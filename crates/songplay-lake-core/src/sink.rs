//! Partitioned Parquet output for the star-schema tables.
//!
//! Every table is written as a Hive-style directory tree:
//! one Snappy-compressed Parquet file per distinct combination of partition
//! column values, under `<table>/<col>=<value>/...`. Partition columns are
//! carried only in the directory names.
//!
//! Writes go through a [`StagedTable`]: the whole table is produced under
//! `_staging/<table>` by [`stage_table`] and only replaces the previous
//! version when the resulting [`StagedWrite`] is promoted. Callers that
//! publish several tables together stage all of them first.

use std::collections::BTreeMap;

use arrow::array::RecordBatch;
use arrow::datatypes::SchemaRef;
use arrow::error::ArrowError;
use parquet::arrow::ArrowWriter;
use parquet::basic::Compression;
use parquet::errors::ParquetError;
use parquet::file::properties::WriterProperties;
use snafu::prelude::*;
use tracing::{debug, info};

use crate::storage::layout::{self, PartitionValue};
use crate::storage::{StorageError, StorageLocation, open_output_sink};

pub mod staging;
mod tables;

pub use staging::StagedTable;

/// Errors raised while writing a table.
#[derive(Debug, Snafu)]
#[snafu(visibility(pub(crate)))]
pub enum SinkError {
    /// Storage failure while staging, writing, or promoting files.
    #[snafu(display("Storage error while writing table {table}: {source}"))]
    Storage {
        /// Table being written.
        table: String,
        /// Underlying storage error.
        source: StorageError,
    },

    /// Rows could not be converted into an Arrow record batch.
    #[snafu(display("Arrow error while building table {table}: {source}"))]
    Arrow {
        /// Table being written.
        table: String,
        /// Underlying Arrow error.
        source: ArrowError,
    },

    /// The Parquet encoder rejected a batch.
    #[snafu(display("Parquet write error for table {table}: {source}"))]
    ParquetWrite {
        /// Table being written.
        table: String,
        /// Underlying Parquet error.
        source: ParquetError,
    },
}

/// Convenience alias for sink results.
pub type SinkResult<T> = Result<T, SinkError>;

/// A star-schema row type that can be written as a partitioned table.
pub trait StarTable: Sized {
    /// Table directory name.
    const NAME: &'static str;

    /// Partition columns, outermost first. Empty for unpartitioned tables.
    const PARTITION_COLUMNS: &'static [&'static str];

    /// Arrow schema of the columns stored inside the data files.
    fn data_schema() -> SchemaRef;

    /// Values of [`Self::PARTITION_COLUMNS`] for this row.
    fn partition_values(&self) -> Vec<PartitionValue>;

    /// Build a record batch of the data columns for `rows`.
    fn to_record_batch(rows: &[&Self]) -> Result<RecordBatch, ArrowError>;
}

/// Outcome of writing one table.
#[derive(Debug, Clone, Default, PartialEq, Eq)]
pub struct TableWriteSummary {
    /// Rows written.
    pub rows: usize,
    /// Distinct partition directories (1 for an unpartitioned table).
    pub partitions: usize,
    /// Parquet files written.
    pub files: usize,
}

fn writer_properties() -> WriterProperties {
    WriterProperties::builder()
        .set_compression(Compression::SNAPPY)
        .build()
}

/// Group rows by partition values. `BTreeMap` keeps the file order stable.
fn group_by_partition<T: StarTable>(rows: &[T]) -> BTreeMap<Vec<PartitionValue>, Vec<&T>> {
    let mut groups: BTreeMap<Vec<PartitionValue>, Vec<&T>> = BTreeMap::new();
    for row in rows {
        groups.entry(row.partition_values()).or_default().push(row);
    }
    groups
}

async fn write_partition<T: StarTable>(
    run_root: &StorageLocation,
    rel_path: &std::path::Path,
    rows: &[&T],
) -> SinkResult<()> {
    let batch = T::to_record_batch(rows).context(ArrowSnafu { table: T::NAME })?;

    let mut sink = open_output_sink(run_root, rel_path)
        .await
        .context(StorageSnafu { table: T::NAME })?;

    let mut writer = ArrowWriter::try_new(sink.writer(), batch.schema(), Some(writer_properties()))
        .context(ParquetWriteSnafu { table: T::NAME })?;
    writer
        .write(&batch)
        .context(ParquetWriteSnafu { table: T::NAME })?;
    writer
        .close()
        .context(ParquetWriteSnafu { table: T::NAME })?;

    let bytes = sink
        .finish()
        .await
        .context(StorageSnafu { table: T::NAME })?;

    debug!(
        table = T::NAME,
        path = %rel_path.display(),
        rows = rows.len(),
        bytes,
        "wrote partition file"
    );
    Ok(())
}

/// A fully written table waiting under `_staging` to be promoted.
///
/// Dropping it without calling [`StagedWrite::promote`] discards the staged
/// files and leaves the published table untouched.
#[derive(Debug)]
pub struct StagedWrite {
    table: &'static str,
    staged: StagedTable,
    summary: TableWriteSummary,
}

impl StagedWrite {
    /// Table this staged write belongs to.
    pub fn table(&self) -> &'static str {
        self.table
    }

    /// What was written into the staging area.
    pub fn summary(&self) -> &TableWriteSummary {
        &self.summary
    }

    /// Move the staged files over the published table.
    pub async fn promote(self) -> SinkResult<TableWriteSummary> {
        let table = self.table;
        self.staged
            .promote()
            .await
            .context(StorageSnafu { table })?;

        info!(
            table,
            rows = self.summary.rows,
            partitions = self.summary.partitions,
            files = self.summary.files,
            "table written"
        );
        Ok(self.summary)
    }
}

/// Write `rows` as table `T::NAME` into the staging area under `run_root`.
///
/// Nothing outside `_staging/<table>` is touched until the returned
/// [`StagedWrite`] is promoted. An unpartitioned table always gets exactly
/// one file, even when `rows` is empty, so readers see its schema. A
/// partitioned table with no rows is an empty directory.
pub async fn stage_table<T: StarTable>(
    run_root: &StorageLocation,
    rows: &[T],
) -> SinkResult<StagedWrite> {
    let staged = StagedTable::begin(run_root, T::NAME)
        .await
        .context(StorageSnafu { table: T::NAME })?;

    let mut groups = group_by_partition(rows);
    if T::PARTITION_COLUMNS.is_empty() && groups.is_empty() {
        groups.insert(Vec::new(), Vec::new());
    }

    let mut summary = TableWriteSummary {
        rows: rows.len(),
        ..Default::default()
    };

    for (values, members) in &groups {
        let partition_dir = layout::partition_rel_dir(T::PARTITION_COLUMNS, values);
        let rel_path = staged
            .staged_rel_dir()
            .join(layout::part_file_rel_path(&partition_dir));
        write_partition::<T>(run_root, &rel_path, members).await?;
        summary.partitions += 1;
        summary.files += 1;
    }

    debug!(table = T::NAME, rows = summary.rows, "table staged");
    Ok(StagedWrite {
        table: T::NAME,
        staged,
        summary,
    })
}

/// Stage and immediately promote `rows` as table `T::NAME`, replacing any
/// previous version of the table.
pub async fn write_table<T: StarTable>(
    run_root: &StorageLocation,
    rows: &[T],
) -> SinkResult<TableWriteSummary> {
    stage_table(run_root, rows).await?.promote().await
}

#[cfg(test)]
mod tests {
    use super::*;
    use crate::records::{Artist, Track};
    use arrow::array::{Array, Float64Array, StringArray};
    use parquet::arrow::arrow_reader::ParquetRecordBatchReaderBuilder;
    use std::path::Path;
    use tempfile::TempDir;

    type TestResult = Result<(), Box<dyn std::error::Error>>;

    fn track(song_id: &str, artist_id: Option<&str>, year: Option<i64>) -> Track {
        Track {
            song_id: Some(song_id.to_string()),
            title: Some(format!("title {song_id}")),
            artist_id: artist_id.map(str::to_string),
            year,
            duration: Some(100.5),
        }
    }

    fn read_batches(path: &Path) -> Result<Vec<RecordBatch>, Box<dyn std::error::Error>> {
        let file = std::fs::File::open(path)?;
        let reader = ParquetRecordBatchReaderBuilder::try_new(file)?.build()?;
        Ok(reader.collect::<Result<Vec<_>, _>>()?)
    }

    #[tokio::test]
    async fn partitioned_table_writes_one_file_per_partition() -> TestResult {
        let tmp = TempDir::new()?;
        let run_root = StorageLocation::local(tmp.path());
        let rows = vec![
            track("S1", Some("A1"), Some(2000)),
            track("S2", Some("A1"), Some(2000)),
            track("S3", Some("A2"), Some(0)),
            track("S4", None, None),
        ];

        let summary = write_table(&run_root, &rows).await?;
        assert_eq!(
            summary,
            TableWriteSummary {
                rows: 4,
                partitions: 3,
                files: 3
            }
        );

        let a1 = tmp
            .path()
            .join("songs/year=2000/artist_id=A1/part-00000.snappy.parquet");
        let batches = read_batches(&a1)?;
        let batch = &batches[0];
        assert_eq!(batch.num_rows(), 2);
        assert!(batch.schema().field_with_name("year").is_err());
        assert!(batch.schema().field_with_name("artist_id").is_err());
        let ids = batch
            .column(0)
            .as_any()
            .downcast_ref::<StringArray>()
            .ok_or("song_id is not Utf8")?;
        assert_eq!(ids.value(0), "S1");
        assert_eq!(ids.value(1), "S2");
        let durations = batch
            .column(2)
            .as_any()
            .downcast_ref::<Float64Array>()
            .ok_or("duration is not Float64")?;
        assert_eq!(durations.value(0), 100.5);

        assert!(tmp.path().join("songs/year=0/artist_id=A2").is_dir());
        assert!(tmp
            .path()
            .join("songs/year=__HIVE_DEFAULT_PARTITION__/artist_id=__HIVE_DEFAULT_PARTITION__")
            .is_dir());
        assert!(!tmp.path().join("_staging").exists());
        Ok(())
    }

    #[tokio::test]
    async fn rewriting_a_table_drops_stale_partitions() -> TestResult {
        let tmp = TempDir::new()?;
        let run_root = StorageLocation::local(tmp.path());

        write_table(&run_root, &[track("S1", Some("A1"), Some(1999))]).await?;
        write_table(&run_root, &[track("S2", Some("A2"), Some(2001))]).await?;

        assert!(!tmp.path().join("songs/year=1999").exists());
        assert!(tmp.path().join("songs/year=2001/artist_id=A2").is_dir());
        Ok(())
    }

    #[tokio::test]
    async fn empty_unpartitioned_table_still_has_a_file() -> TestResult {
        let tmp = TempDir::new()?;
        let run_root = StorageLocation::local(tmp.path());

        let summary = write_table::<Artist>(&run_root, &[]).await?;
        assert_eq!(summary.files, 1);

        let batches = read_batches(&tmp.path().join("artists/part-00000.snappy.parquet"))?;
        let rows: usize = batches.iter().map(|b| b.num_rows()).sum();
        assert_eq!(rows, 0);
        Ok(())
    }

    #[tokio::test]
    async fn empty_partitioned_table_is_an_empty_directory() -> TestResult {
        let tmp = TempDir::new()?;
        let run_root = StorageLocation::local(tmp.path());

        let summary = write_table::<Track>(&run_root, &[]).await?;
        assert_eq!(summary.files, 0);
        assert!(tmp.path().join("songs").is_dir());
        assert_eq!(std::fs::read_dir(tmp.path().join("songs"))?.count(), 0);
        Ok(())
    }

    #[tokio::test]
    async fn staged_table_is_invisible_until_promoted() -> TestResult {
        let tmp = TempDir::new()?;
        let run_root = StorageLocation::local(tmp.path());
        write_table(&run_root, &[track("S1", Some("A1"), Some(1999))]).await?;

        let staged = stage_table(&run_root, &[track("S2", Some("A2"), Some(2001))]).await?;
        assert_eq!(staged.table(), "songs");
        assert_eq!(staged.summary().rows, 1);
        assert!(tmp.path().join("songs/year=1999/artist_id=A1").is_dir());
        assert!(!tmp.path().join("songs/year=2001").exists());

        staged.promote().await?;
        assert!(!tmp.path().join("songs/year=1999").exists());
        assert!(tmp.path().join("songs/year=2001/artist_id=A2").is_dir());
        Ok(())
    }

    #[tokio::test]
    async fn dropped_staged_write_keeps_published_table() -> TestResult {
        let tmp = TempDir::new()?;
        let run_root = StorageLocation::local(tmp.path());
        write_table(&run_root, &[track("S1", Some("A1"), Some(1999))]).await?;

        let staged = stage_table(&run_root, &[track("S2", Some("A2"), Some(2001))]).await?;
        drop(staged);

        assert!(tmp.path().join("songs/year=1999/artist_id=A1").is_dir());
        assert!(!tmp.path().join("_staging/songs").exists());
        Ok(())
    }

    #[test]
    fn files_are_snappy_compressed() {
        assert_eq!(
            writer_properties().compression(&parquet::schema::types::ColumnPath::from("x")),
            Compression::SNAPPY
        );
    }

    #[test]
    fn grouping_is_ordered_by_partition_values() {
        let rows = vec![
            track("S1", Some("B"), Some(2001)),
            track("S2", Some("A"), Some(2001)),
            track("S3", Some("Z"), Some(1990)),
        ];
        let keys: Vec<_> = group_by_partition(&rows).into_keys().collect();
        assert_eq!(
            keys,
            vec![
                vec![PartitionValue::Int(1990), PartitionValue::Text("Z".into())],
                vec![PartitionValue::Int(2001), PartitionValue::Text("A".into())],
                vec![PartitionValue::Int(2001), PartitionValue::Text("B".into())],
            ]
        );
    }
}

------------------------

## Work to complete
Give back, unchanged, the run of lines in the listing above that begins at the line containing "use snafu::prelude::*;" and ends at the line containing "Underlying Arrow error.", both included.

## Written reply
use snafu::prelude::*;
use tracing::{debug, info};

use crate::storage::layout::{self, PartitionValue};
use crate::storage::{StorageError, StorageLocation, open_output_sink};

pub mod staging;
mod tables;

pub use staging::StagedTable;

/// Errors raised while writing a table.
#[derive(Debug, Snafu)]
#[snafu(visibility(pub(crate)))]
pub enum SinkError {
    /// Storage failure while staging, writing, or promoting files.
    #[snafu(display("Storage error while writing table {table}: {source}"))]
    Storage {
        /// Table being written.
        table: String,
        /// Underlying storage error.
        source: StorageError,
    },

    /// Rows could not be converted into an Arrow record batch.
    #[snafu(display("Arrow error while building table {table}: {source}"))]
    Arrow {
        /// Table being written.
        table: String,
        /// Underlying Arrow error.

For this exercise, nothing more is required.